*** Block opens ***

//! Request orchestration: validate, fetch, rate, rank.
//!
//! Each address is an independent failure domain. Addresses and POIs are
//! fetched concurrently and joined before ranking.

use futures::future::{join_all, try_join_all};
use serde::Serialize;
use tracing::{debug, info, warn};

use crate::domain::{
    CtaFocus, LatLon, Mode, RegionFilter, StopKind, TransitPreferences, TravelMode,
    TravelTimeEntry, TravelTimeMap,
};
use crate::maps::ProviderError;

use super::classify::RouteClassifier;
use super::config::RatingConfig;
use super::error::RatingError;
use super::location::{ModeRatings, location_rating};
use super::modes::{ModeRater, ZoneWeights};
use super::nearest::two_nearest;
use super::poi::{
    active_poi_modes, bike_share_time, combine_poi_ratings, direct_travel_mode, poi_rating,
};
use super::provider::{PlaceResult, RatingProvider};
use super::rank::{AddressRating, RankedAddress, address_score, rank_addresses};

/// A request to rate and rank candidate addresses.
#[derive(Debug, Clone, PartialEq)]
pub struct RatingRequest {
    /// Candidate addresses, free text.
    pub addresses: Vec<String>,

    /// Points of interest, most important first.
    pub pois: Vec<String>,

    /// Preference level per transit mode.
    pub transit_prefs: TransitPreferences,

    /// Which CTA destinations matter most.
    pub cta_focus: CtaFocus,

    /// Whether South Side destinations matter.
    pub south_side: bool,
}

impl RatingRequest {
    /// Create a request with no POIs, no CTA focus and no South Side interest.
    pub fn new(addresses: Vec<String>, transit_prefs: TransitPreferences) -> Self {
        Self {
            addresses,
            pois: Vec::new(),
            transit_prefs,
            cta_focus: CtaFocus::Neither,
            south_side: false,
        }
    }

    pub fn with_pois(mut self, pois: Vec<String>) -> Self {
        self.pois = pois;
        self
    }

    pub fn with_cta_focus(mut self, focus: CtaFocus) -> Self {
        self.cta_focus = focus;
        self
    }

    pub fn with_south_side(mut self, south_side: bool) -> Self {
        self.south_side = south_side;
        self
    }

    /// Stop kinds rated for location proximity.
    fn location_kinds(&self) -> impl Iterator<Item = StopKind> + '_ {
        StopKind::ALL
            .into_iter()
            .filter(|kind| !self.transit_prefs.level(kind.mode()).is_none())
    }

    /// Check the request can be rated at all. Runs before any provider call.
    pub fn validate(&self, config: &RatingConfig) -> Result<(), RatingError> {
        let count = self.addresses.len();
        if count < config.min_addresses {
            return Err(RatingError::Configuration(format!(
                "at least {} addresses are needed for a ranking, got {count}",
                config.min_addresses
            )));
        }
        if count > config.max_addresses {
            return Err(RatingError::Configuration(format!(
                "at most {} addresses can be ranked, got {count}",
                config.max_addresses
            )));
        }
        if self.pois.len() > config.max_pois {
            return Err(RatingError::Configuration(format!(
                "at most {} points of interest are allowed, got {}",
                config.max_pois,
                self.pois.len()
            )));
        }

        for (idx, address) in self.addresses.iter().enumerate() {
            if address.trim().is_empty() {
                return Err(RatingError::Configuration(format!(
                    "address {} is empty",
                    idx + 1
                )));
            }
            if self.addresses[..idx].contains(address) {
                return Err(RatingError::Configuration(format!(
                    "address {address:?} is listed twice"
                )));
            }
        }
        if self.pois.iter().any(|poi| poi.trim().is_empty()) {
            return Err(RatingError::Configuration(
                "points of interest must not be empty".to_string(),
            ));
        }

        let rates_location = self.location_kinds().next().is_some();
        let rates_pois = active_poi_modes(&self.transit_prefs).next().is_some();

        if self.pois.is_empty() && !rates_location {
            return Err(RatingError::Configuration(
                "no CTA, bicycling or shuttle preference and no points of interest: nothing to rate"
                    .to_string(),
            ));
        }
        if !self.pois.is_empty() && !rates_pois {
            return Err(RatingError::Configuration(
                "points of interest need a walking, driving, CTA or bicycling preference"
                    .to_string(),
            ));
        }

        Ok(())
    }
}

*** Block closes ***

What this task involves. Would you repeat each of the records above exactly?

Answer below.
//! Request orchestration: validate, fetch, rate, rank.
//!
//! Each address is an independent failure domain. Addresses and POIs are
//! fetched concurrently and joined before ranking.

use futures::future::{join_all, try_join_all};
use serde::Serialize;
use tracing::{debug, info, warn};

use crate::domain::{
    CtaFocus, LatLon, Mode, RegionFilter, StopKind, TransitPreferences, TravelMode,
    TravelTimeEntry, TravelTimeMap,
};
use crate::maps::ProviderError;

use super::classify::RouteClassifier;
use super::config::RatingConfig;
use super::error::RatingError;
use super::location::{ModeRatings, location_rating};
use super::modes::{ModeRater, ZoneWeights};
use super::nearest::two_nearest;
use super::poi::{
    active_poi_modes, bike_share_time, combine_poi_ratings, direct_travel_mode, poi_rating,
};
use super::provider::{PlaceResult, RatingProvider};
use super::rank::{AddressRating, RankedAddress, address_score, rank_addresses};

/// A request to rate and rank candidate addresses.
#[derive(Debug, Clone, PartialEq)]
pub struct RatingRequest {
    /// Candidate addresses, free text.
    pub addresses: Vec<String>,

    /// Points of interest, most important first.
    pub pois: Vec<String>,

    /// Preference level per transit mode.
    pub transit_prefs: TransitPreferences,

    /// Which CTA destinations matter most.
    pub cta_focus: CtaFocus,

    /// Whether South Side destinations matter.
    pub south_side: bool,
}

impl RatingRequest {
    /// Create a request with no POIs, no CTA focus and no South Side interest.
    pub fn new(addresses: Vec<String>, transit_prefs: TransitPreferences) -> Self {
        Self {
            addresses,
            pois: Vec::new(),
            transit_prefs,
            cta_focus: CtaFocus::Neither,
            south_side: false,
        }
    }

    pub fn with_pois(mut self, pois: Vec<String>) -> Self {
        self.pois = pois;
        self
    }

    pub fn with_cta_focus(mut self, focus: CtaFocus) -> Self {
        self.cta_focus = focus;
        self
    }

    pub fn with_south_side(mut self, south_side: bool) -> Self {
        self.south_side = south_side;
        self
    }

    /// Stop kinds rated for location proximity.
    fn location_kinds(&self) -> impl Iterator<Item = StopKind> + '_ {
        StopKind::ALL
            .into_iter()
            .filter(|kind| !self.transit_prefs.level(kind.mode()).is_none())
    }

    /// Check the request can be rated at all. Runs before any provider call.
    pub fn validate(&self, config: &RatingConfig) -> Result<(), RatingError> {
        let count = self.addresses.len();
        if count < config.min_addresses {
            return Err(RatingError::Configuration(format!(
                "at least {} addresses are needed for a ranking, got {count}",
                config.min_addresses
            )));
        }
        if count > config.max_addresses {
            return Err(RatingError::Configuration(format!(
                "at most {} addresses can be ranked, got {count}",
                config.max_addresses
            )));
        }
        if self.pois.len() > config.max_pois {
            return Err(RatingError::Configuration(format!(
                "at most {} points of interest are allowed, got {}",
                config.max_pois,
                self.pois.len()
            )));
        }

        for (idx, address) in self.addresses.iter().enumerate() {
            if address.trim().is_empty() {
                return Err(RatingError::Configuration(format!(
                    "address {} is empty",
                    idx + 1
                )));
            }
            if self.addresses[..idx].contains(address) {
                return Err(RatingError::Configuration(format!(
                    "address {address:?} is listed twice"
                )));
            }
        }
        if self.pois.iter().any(|poi| poi.trim().is_empty()) {
            return Err(RatingError::Configuration(
                "points of interest must not be empty".to_string(),
            ));
        }

        let rates_location = self.location_kinds().next().is_some();
        let rates_pois = active_poi_modes(&self.transit_prefs).next().is_some();

        if self.pois.is_empty() && !rates_location {
            return Err(RatingError::Configuration(
                "no CTA, bicycling or shuttle preference and no points of interest: nothing to rate"
                    .to_string(),
            ));
        }
        if !self.pois.is_empty() && !rates_pois {
            return Err(RatingError::Configuration(
                "points of interest need a walking, driving, CTA or bicycling preference"
                    .to_string(),
            ));
        }

        Ok(())
    }
}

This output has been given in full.